● **WORK INSTRUCTION**
Every record below, from first to last: print it exactly as shown.

● **Stored items from a collection**
● ● ●

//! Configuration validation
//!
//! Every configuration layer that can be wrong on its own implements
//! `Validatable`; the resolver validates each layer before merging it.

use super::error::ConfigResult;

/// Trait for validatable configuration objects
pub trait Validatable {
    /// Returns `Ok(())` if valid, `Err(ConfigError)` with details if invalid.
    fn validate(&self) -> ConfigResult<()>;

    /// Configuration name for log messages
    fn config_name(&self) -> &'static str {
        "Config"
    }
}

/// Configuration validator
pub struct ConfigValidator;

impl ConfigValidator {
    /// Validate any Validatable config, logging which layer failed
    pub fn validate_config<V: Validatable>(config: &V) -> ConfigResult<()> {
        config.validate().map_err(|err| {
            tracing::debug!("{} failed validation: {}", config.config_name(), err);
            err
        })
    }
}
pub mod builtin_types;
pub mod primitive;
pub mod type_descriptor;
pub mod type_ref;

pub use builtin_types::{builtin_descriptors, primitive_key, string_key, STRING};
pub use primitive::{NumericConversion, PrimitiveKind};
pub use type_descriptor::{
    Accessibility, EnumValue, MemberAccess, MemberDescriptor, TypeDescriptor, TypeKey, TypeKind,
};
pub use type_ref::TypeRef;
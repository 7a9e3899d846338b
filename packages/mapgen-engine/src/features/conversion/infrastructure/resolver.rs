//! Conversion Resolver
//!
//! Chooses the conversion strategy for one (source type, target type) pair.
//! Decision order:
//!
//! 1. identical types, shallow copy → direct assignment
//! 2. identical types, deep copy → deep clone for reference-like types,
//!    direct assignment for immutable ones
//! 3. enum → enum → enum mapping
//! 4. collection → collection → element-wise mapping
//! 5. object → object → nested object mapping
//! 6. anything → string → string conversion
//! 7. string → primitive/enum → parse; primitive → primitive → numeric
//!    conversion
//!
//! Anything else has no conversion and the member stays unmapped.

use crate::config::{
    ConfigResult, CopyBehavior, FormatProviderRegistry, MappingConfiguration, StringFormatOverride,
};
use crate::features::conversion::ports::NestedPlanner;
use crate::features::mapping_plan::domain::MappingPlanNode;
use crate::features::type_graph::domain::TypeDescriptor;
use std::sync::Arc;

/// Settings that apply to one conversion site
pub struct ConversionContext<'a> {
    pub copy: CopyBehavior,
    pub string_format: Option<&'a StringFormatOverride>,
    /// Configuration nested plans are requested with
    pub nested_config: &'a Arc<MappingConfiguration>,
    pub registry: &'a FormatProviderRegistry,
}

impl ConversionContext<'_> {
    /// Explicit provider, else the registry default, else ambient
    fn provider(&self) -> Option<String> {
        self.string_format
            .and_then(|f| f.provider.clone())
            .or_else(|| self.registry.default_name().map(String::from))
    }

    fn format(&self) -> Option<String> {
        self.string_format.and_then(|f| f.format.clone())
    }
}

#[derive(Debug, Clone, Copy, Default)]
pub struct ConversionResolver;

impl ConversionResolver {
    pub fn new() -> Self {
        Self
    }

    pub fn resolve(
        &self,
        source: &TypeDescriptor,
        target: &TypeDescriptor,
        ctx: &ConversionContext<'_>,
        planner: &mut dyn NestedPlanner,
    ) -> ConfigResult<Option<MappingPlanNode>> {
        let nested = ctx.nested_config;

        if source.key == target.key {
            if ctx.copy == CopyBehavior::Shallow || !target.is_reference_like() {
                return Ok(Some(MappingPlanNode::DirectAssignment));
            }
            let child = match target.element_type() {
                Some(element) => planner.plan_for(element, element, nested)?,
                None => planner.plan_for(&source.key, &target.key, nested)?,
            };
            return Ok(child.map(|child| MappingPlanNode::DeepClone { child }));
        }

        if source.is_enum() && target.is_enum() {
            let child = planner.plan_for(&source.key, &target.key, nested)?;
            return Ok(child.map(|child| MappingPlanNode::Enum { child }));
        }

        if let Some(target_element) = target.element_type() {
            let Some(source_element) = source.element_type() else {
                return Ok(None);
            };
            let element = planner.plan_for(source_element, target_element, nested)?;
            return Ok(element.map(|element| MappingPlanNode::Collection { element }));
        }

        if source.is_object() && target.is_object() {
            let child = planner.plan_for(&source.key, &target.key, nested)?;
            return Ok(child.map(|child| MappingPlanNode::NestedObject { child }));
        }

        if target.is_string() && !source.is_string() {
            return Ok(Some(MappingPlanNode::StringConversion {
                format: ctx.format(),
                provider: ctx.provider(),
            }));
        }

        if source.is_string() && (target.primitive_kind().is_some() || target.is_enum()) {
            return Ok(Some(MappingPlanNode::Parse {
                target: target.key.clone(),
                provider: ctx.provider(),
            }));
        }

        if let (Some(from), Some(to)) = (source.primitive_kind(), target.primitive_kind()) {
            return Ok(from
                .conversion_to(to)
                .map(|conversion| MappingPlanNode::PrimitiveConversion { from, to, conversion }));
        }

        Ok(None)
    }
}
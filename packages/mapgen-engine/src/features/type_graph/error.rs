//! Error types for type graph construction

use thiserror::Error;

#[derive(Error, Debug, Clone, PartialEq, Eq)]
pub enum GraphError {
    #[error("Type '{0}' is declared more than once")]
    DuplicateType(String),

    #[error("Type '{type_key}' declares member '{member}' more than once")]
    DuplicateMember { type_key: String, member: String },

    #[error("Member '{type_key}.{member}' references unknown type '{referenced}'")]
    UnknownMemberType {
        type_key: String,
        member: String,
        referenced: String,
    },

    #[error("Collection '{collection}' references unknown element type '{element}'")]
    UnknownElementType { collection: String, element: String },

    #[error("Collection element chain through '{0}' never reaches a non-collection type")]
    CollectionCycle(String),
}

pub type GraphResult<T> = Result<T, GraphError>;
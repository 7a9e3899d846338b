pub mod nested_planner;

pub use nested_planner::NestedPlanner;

● ● ●

● **RESPONSE FOR THIS EXERCISE**
//! Configuration validation
//!
//! Every configuration layer that can be wrong on its own implements
//! `Validatable`; the resolver validates each layer before merging it.

use super::error::ConfigResult;

/// Trait for validatable configuration objects
pub trait Validatable {
    /// Returns `Ok(())` if valid, `Err(ConfigError)` with details if invalid.
    fn validate(&self) -> ConfigResult<()>;

    /// Configuration name for log messages
    fn config_name(&self) -> &'static str {
        "Config"
    }
}

/// Configuration validator
pub struct ConfigValidator;

impl ConfigValidator {
    /// Validate any Validatable config, logging which layer failed
    pub fn validate_config<V: Validatable>(config: &V) -> ConfigResult<()> {
        config.validate().map_err(|err| {
            tracing::debug!("{} failed validation: {}", config.config_name(), err);
            err
        })
    }
}
pub mod builtin_types;
pub mod primitive;
pub mod type_descriptor;
pub mod type_ref;

pub use builtin_types::{builtin_descriptors, primitive_key, string_key, STRING};
pub use primitive::{NumericConversion, PrimitiveKind};
pub use type_descriptor::{
    Accessibility, EnumValue, MemberAccess, MemberDescriptor, TypeDescriptor, TypeKey, TypeKind,
};
pub use type_ref::TypeRef;
repository 7a9e3899d846338b
filename packages/mapgen-engine/src/features/conversion/infrastructure/resolver.rs
//! Conversion Resolver
//!
//! Chooses the conversion strategy for one (source type, target type) pair.
//! Decision order:
//!
//! 1. identical types, shallow copy → direct assignment
//! 2. identical types, deep copy → deep clone for reference-like types,
//!    direct assignment for immutable ones
//! 3. enum → enum → enum mapping
//! 4. collection → collection → element-wise mapping
//! 5. object → object → nested object mapping
//! 6. anything → string → string conversion
//! 7. string → primitive/enum → parse; primitive → primitive → numeric
//!    conversion
//!
//! Anything else has no conversion and the member stays unmapped.

use crate::config::{
    ConfigResult, CopyBehavior, FormatProviderRegistry, MappingConfiguration, StringFormatOverride,
};
use crate::features::conversion::ports::NestedPlanner;
use crate::features::mapping_plan::domain::MappingPlanNode;
use crate::features::type_graph::domain::TypeDescriptor;
use std::sync::Arc;

/// Settings that apply to one conversion site
pub struct ConversionContext<'a> {
    pub copy: CopyBehavior,
    pub string_format: Option<&'a StringFormatOverride>,
    /// Configuration nested plans are requested with
    pub nested_config: &'a Arc<MappingConfiguration>,
    pub registry: &'a FormatProviderRegistry,
}

impl ConversionContext<'_> {
    /// Explicit provider, else the registry default, else ambient
    fn provider(&self) -> Option<String> {
        self.string_format
            .and_then(|f| f.provider.clone())
            .or_else(|| self.registry.default_name().map(String::from))
    }

    fn format(&self) -> Option<String> {
        self.string_format.and_then(|f| f.format.clone())
    }
}

#[derive(Debug, Clone, Copy, Default)]
pub struct ConversionResolver;

impl ConversionResolver {
    pub fn new() -> Self {
        Self
    }

    pub fn resolve(
        &self,
        source: &TypeDescriptor,
        target: &TypeDescriptor,
        ctx: &ConversionContext<'_>,
        planner: &mut dyn NestedPlanner,
    ) -> ConfigResult<Option<MappingPlanNode>> {
        let nested = ctx.nested_config;

        if source.key == target.key {
            if ctx.copy == CopyBehavior::Shallow || !target.is_reference_like() {
                return Ok(Some(MappingPlanNode::DirectAssignment));
            }
            let child = match target.element_type() {
                Some(element) => planner.plan_for(element, element, nested)?,
                None => planner.plan_for(&source.key, &target.key, nested)?,
            };
            return Ok(child.map(|child| MappingPlanNode::DeepClone { child }));
        }

        if source.is_enum() && target.is_enum() {
            let child = planner.plan_for(&source.key, &target.key, nested)?;
            return Ok(child.map(|child| MappingPlanNode::Enum { child }));
        }

        if let Some(target_element) = target.element_type() {
            let Some(source_element) = source.element_type() else {
                return Ok(None);
            };
            let element = planner.plan_for(source_element, target_element, nested)?;
            return Ok(element.map(|element| MappingPlanNode::Collection { element }));
        }

        if source.is_object() && target.is_object() {
            let child = planner.plan_for(&source.key, &target.key, nested)?;
            return Ok(child.map(|child| MappingPlanNode::NestedObject { child }));
        }

        if target.is_string() && !source.is_string() {
            return Ok(Some(MappingPlanNode::StringConversion {
                format: ctx.format(),
                provider: ctx.provider(),
            }));
        }

        if source.is_string() && (target.primitive_kind().is_some() || target.is_enum()) {
            return Ok(Some(MappingPlanNode::Parse {
                target: target.key.clone(),
                provider: ctx.provider(),
            }));
        }

        if let (Some(from), Some(to)) = (source.primitive_kind(), target.primitive_kind()) {
            return Ok(from
                .conversion_to(to)
                .map(|conversion| MappingPlanNode::PrimitiveConversion { from, to, conversion }));
        }

        Ok(None)
    }
}
filename packages/mapgen-engine/src/features/type_graph/error.rs
//! Error types for type graph construction

use thiserror::Error;

#[derive(Error, Debug, Clone, PartialEq, Eq)]
pub enum GraphError {
    #[error("Type '{0}' is declared more than once")]
    DuplicateType(String),

    #[error("Type '{type_key}' declares member '{member}' more than once")]
    DuplicateMember { type_key: String, member: String },

    #[error("Member '{type_key}.{member}' references unknown type '{referenced}'")]
    UnknownMemberType {
        type_key: String,
        member: String,
        referenced: String,
    },

    #[error("Collection '{collection}' references unknown element type '{element}'")]
    UnknownElementType { collection: String, element: String },

    #[error("Collection element chain through '{0}' never reaches a non-collection type")]
    CollectionCycle(String),
}

pub type GraphResult<T> = Result<T, GraphError>;
repository 7a9e3899d846338b
pub mod nested_planner;

pub use nested_planner::NestedPlanner;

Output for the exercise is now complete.